All of the entries below are to be copied without any alteration.

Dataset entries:
BEGIN
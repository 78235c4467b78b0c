// Full passes, incremental updates, purge and cancellation

use crate::common::{config_for, TestCorpus};
use ferret::core::index::{Indexer, IndexStatus, StatusUpdater};
use ferret::core::store::{IndexStore, MemStore, FAM_STEM};
use serial_test::serial;
use std::sync::atomic::{AtomicUsize, Ordering};
use std::sync::Arc;

#[test]
#[serial]
fn test_empty_corpus_full_pass() {
    let corpus = TestCorpus::empty();
    let mut indexer = Indexer::new(config_for(&corpus), MemStore::ephemeral(), None);
    let stats = indexer.index(true, false).unwrap();
    assert_eq!(stats.docs_indexed, 0);
    assert_eq!(stats.docs_purged, 0);
    assert!(!indexer.store().lock().is_open());
}

#[test]
#[serial]
fn test_full_pass_then_incremental() {
    let corpus = TestCorpus::with_files(&[
        ("a.txt", "the running dog"),
        ("b.txt", "sleeping cats everywhere"),
        ("sub/c.txt", "more words deeper down"),
    ]);
    let mut indexer = Indexer::new(config_for(&corpus), MemStore::ephemeral(), None);

    let stats = indexer.index(true, false).unwrap();
    assert_eq!(stats.docs_indexed, 3);

    // nothing changed: the second pass reprocesses nothing
    let stats = indexer.index(false, false).unwrap();
    assert_eq!(stats.docs_indexed, 0);
    assert_eq!(stats.files_seen, 3);

    // touch one file: only that one is reprocessed
    corpus.write("a.txt", "the running dog barks");
    let stats = indexer.index(false, false).unwrap();
    assert_eq!(stats.docs_indexed, 1);
}

#[test]
#[serial]
fn test_purge_drops_deleted_sources() {
    let corpus = TestCorpus::with_files(&[("keep.txt", "alpha"), ("gone.txt", "beta")]);
    let mut indexer = Indexer::new(config_for(&corpus), MemStore::ephemeral(), None);
    indexer.index(true, false).unwrap();

    corpus.remove("gone.txt");
    let stats = indexer.index(false, false).unwrap();
    assert_eq!(stats.docs_purged, 1);

    let store = indexer.store();
    let guard = store.lock();
    assert_eq!(guard.doc_count(), 1);
    assert!(!guard.terms_from(None, 100).contains(&"beta".to_string()));
}

#[test]
#[serial]
fn test_full_pass_builds_stem_databases() {
    let corpus = TestCorpus::with_files(&[("doc.txt", "running runners walked")]);
    let mut indexer = Indexer::new(config_for(&corpus), MemStore::ephemeral(), None);
    indexer.index(true, false).unwrap();

    let store = indexer.store();
    let guard = store.lock();
    assert_eq!(guard.family_members(FAM_STEM), ["english"]);
    assert!(guard
        .synonyms(FAM_STEM, "english", "run")
        .contains(&"running".to_string()));
}

#[test]
#[serial]
fn test_cancellation_leaves_store_closed() {
    struct RefuseImmediately;
    impl StatusUpdater for RefuseImmediately {
        fn update(&self, _status: &IndexStatus) -> bool {
            false
        }
    }

    let corpus = TestCorpus::with_files(&[("a.txt", "words")]);
    let mut indexer = Indexer::new(
        config_for(&corpus),
        MemStore::ephemeral(),
        Some(Arc::new(RefuseImmediately)),
    );

    let err = indexer.index(true, false).unwrap_err();
    assert!(err.is_cancelled());
    assert!(!indexer.store().lock().is_open());
}

#[test]
#[serial]
fn test_cancellation_mid_crawl_stops_early() {
    struct RefuseAfter(AtomicUsize, usize);
    impl StatusUpdater for RefuseAfter {
        fn update(&self, _status: &IndexStatus) -> bool {
            self.0.fetch_add(1, Ordering::SeqCst) < self.1
        }
    }

    let mut files = Vec::new();
    let contents: Vec<(String, String)> = (0..50)
        .map(|i| (format!("f{i:02}.txt"), format!("document number {i}")))
        .collect();
    for (name, content) in &contents {
        files.push((name.as_str(), content.as_str()));
    }
    let corpus = TestCorpus::with_files(&files);

    let mut indexer = Indexer::new(
        config_for(&corpus),
        MemStore::ephemeral(),
        Some(Arc::new(RefuseAfter(AtomicUsize::new(0), 10))),
    );
    let err = indexer.index(true, false).unwrap_err();
    assert!(err.is_cancelled());
    // far fewer than 50 files were examined before the stop
    assert!(indexer.store().lock().doc_count() < 50);
}

#[test]
#[serial]
fn test_targeted_update_and_erase() {
    let corpus = TestCorpus::with_files(&[("a.txt", "original text")]);
    let mut indexer = Indexer::new(config_for(&corpus), MemStore::ephemeral(), None);
    indexer.index(true, false).unwrap();

    // targeted update picks up new content without a crawl
    corpus.write("a.txt", "replacement text");
    let path = corpus.path().join("a.txt");
    let stats = indexer.index_files(std::slice::from_ref(&path)).unwrap();
    assert_eq!(stats.docs_indexed, 1);
    {
        let store = indexer.store();
        let guard = store.lock();
        let vocab = guard.terms_from(None, 100);
        assert!(vocab.contains(&"replacement".to_string()));
        assert!(!vocab.contains(&"original".to_string()));
    }

    // purge-only removes the entry without touching the file
    let erased = indexer.purge_files(&[path.clone()]).unwrap();
    assert_eq!(erased, 1);
    assert!(path.exists());
    assert_eq!(indexer.store().lock().doc_count(), 0);
}

#[test]
#[serial]
fn test_bad_documents_do_not_stop_the_pass() {
    let corpus = TestCorpus::with_files(&[("good.txt", "indexable words")]);
    std::fs::write(corpus.path().join("bad.txt"), [0xc3, 0x28, 0xff]).unwrap();

    let mut indexer = Indexer::new(config_for(&corpus), MemStore::ephemeral(), None);
    let stats = indexer.index(true, false).unwrap();

    // both documents count as done, the bad one was skipped
    assert_eq!(stats.docs_indexed, 2);
    let store = indexer.store();
    let guard = store.lock();
    assert!(guard
        .terms_from(None, 100)
        .contains(&"indexable".to_string()));
}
END
## Response
repository 78235c4467b78b0c
// Full passes, incremental updates, purge and cancellation

use crate::common::{config_for, TestCorpus};
use ferret::core::index::{Indexer, IndexStatus, StatusUpdater};
use ferret::core::store::{IndexStore, MemStore, FAM_STEM};
use serial_test::serial;
use std::sync::atomic::{AtomicUsize, Ordering};
use std::sync::Arc;

#[test]
#[serial]
fn test_empty_corpus_full_pass() {
    let corpus = TestCorpus::empty();
    let mut indexer = Indexer::new(config_for(&corpus), MemStore::ephemeral(), None);
    let stats = indexer.index(true, false).unwrap();
    assert_eq!(stats.docs_indexed, 0);
    assert_eq!(stats.docs_purged, 0);
    assert!(!indexer.store().lock().is_open());
}

#[test]
#[serial]
fn test_full_pass_then_incremental() {
    let corpus = TestCorpus::with_files(&[
        ("a.txt", "the running dog"),
        ("b.txt", "sleeping cats everywhere"),
        ("sub/c.txt", "more words deeper down"),
    ]);
    let mut indexer = Indexer::new(config_for(&corpus), MemStore::ephemeral(), None);

    let stats = indexer.index(true, false).unwrap();
    assert_eq!(stats.docs_indexed, 3);

    // nothing changed: the second pass reprocesses nothing
    let stats = indexer.index(false, false).unwrap();
    assert_eq!(stats.docs_indexed, 0);
    assert_eq!(stats.files_seen, 3);

    // touch one file: only that one is reprocessed
    corpus.write("a.txt", "the running dog barks");
    let stats = indexer.index(false, false).unwrap();
    assert_eq!(stats.docs_indexed, 1);
}

#[test]
#[serial]
fn test_purge_drops_deleted_sources() {
    let corpus = TestCorpus::with_files(&[("keep.txt", "alpha"), ("gone.txt", "beta")]);
    let mut indexer = Indexer::new(config_for(&corpus), MemStore::ephemeral(), None);
    indexer.index(true, false).unwrap();

    corpus.remove("gone.txt");
    let stats = indexer.index(false, false).unwrap();
    assert_eq!(stats.docs_purged, 1);

    let store = indexer.store();
    let guard = store.lock();
    assert_eq!(guard.doc_count(), 1);
    assert!(!guard.terms_from(None, 100).contains(&"beta".to_string()));
}

#[test]
#[serial]
fn test_full_pass_builds_stem_databases() {
    let corpus = TestCorpus::with_files(&[("doc.txt", "running runners walked")]);
    let mut indexer = Indexer::new(config_for(&corpus), MemStore::ephemeral(), None);
    indexer.index(true, false).unwrap();

    let store = indexer.store();
    let guard = store.lock();
    assert_eq!(guard.family_members(FAM_STEM), ["english"]);
    assert!(guard
        .synonyms(FAM_STEM, "english", "run")
        .contains(&"running".to_string()));
}

#[test]
#[serial]
fn test_cancellation_leaves_store_closed() {
    struct RefuseImmediately;
    impl StatusUpdater for RefuseImmediately {
        fn update(&self, _status: &IndexStatus) -> bool {
            false
        }
    }

    let corpus = TestCorpus::with_files(&[("a.txt", "words")]);
    let mut indexer = Indexer::new(
        config_for(&corpus),
        MemStore::ephemeral(),
        Some(Arc::new(RefuseImmediately)),
    );

    let err = indexer.index(true, false).unwrap_err();
    assert!(err.is_cancelled());
    assert!(!indexer.store().lock().is_open());
}

#[test]
#[serial]
fn test_cancellation_mid_crawl_stops_early() {
    struct RefuseAfter(AtomicUsize, usize);
    impl StatusUpdater for RefuseAfter {
        fn update(&self, _status: &IndexStatus) -> bool {
            self.0.fetch_add(1, Ordering::SeqCst) < self.1
        }
    }

    let mut files = Vec::new();
    let contents: Vec<(String, String)> = (0..50)
        .map(|i| (format!("f{i:02}.txt"), format!("document number {i}")))
        .collect();
    for (name, content) in &contents {
        files.push((name.as_str(), content.as_str()));
    }
    let corpus = TestCorpus::with_files(&files);

    let mut indexer = Indexer::new(
        config_for(&corpus),
        MemStore::ephemeral(),
        Some(Arc::new(RefuseAfter(AtomicUsize::new(0), 10))),
    );
    let err = indexer.index(true, false).unwrap_err();
    assert!(err.is_cancelled());
    // far fewer than 50 files were examined before the stop
    assert!(indexer.store().lock().doc_count() < 50);
}

#[test]
#[serial]
fn test_targeted_update_and_erase() {
    let corpus = TestCorpus::with_files(&[("a.txt", "original text")]);
    let mut indexer = Indexer::new(config_for(&corpus), MemStore::ephemeral(), None);
    indexer.index(true, false).unwrap();

    // targeted update picks up new content without a crawl
    corpus.write("a.txt", "replacement text");
    let path = corpus.path().join("a.txt");
    let stats = indexer.index_files(std::slice::from_ref(&path)).unwrap();
    assert_eq!(stats.docs_indexed, 1);
    {
        let store = indexer.store();
        let guard = store.lock();
        let vocab = guard.terms_from(None, 100);
        assert!(vocab.contains(&"replacement".to_string()));
        assert!(!vocab.contains(&"original".to_string()));
    }

    // purge-only removes the entry without touching the file
    let erased = indexer.purge_files(&[path.clone()]).unwrap();
    assert_eq!(erased, 1);
    assert!(path.exists());
    assert_eq!(indexer.store().lock().doc_count(), 0);
}

#[test]
#[serial]
fn test_bad_documents_do_not_stop_the_pass() {
    let corpus = TestCorpus::with_files(&[("good.txt", "indexable words")]);
    std::fs::write(corpus.path().join("bad.txt"), [0xc3, 0x28, 0xff]).unwrap();

    let mut indexer = Indexer::new(config_for(&corpus), MemStore::ephemeral(), None);
    let stats = indexer.index(true, false).unwrap();

    // both documents count as done, the bad one was skipped
    assert_eq!(stats.docs_indexed, 2);
    let store = indexer.store();
    let guard = store.lock();
    assert!(guard
        .terms_from(None, 100)
        .contains(&"indexable".to_string()));
}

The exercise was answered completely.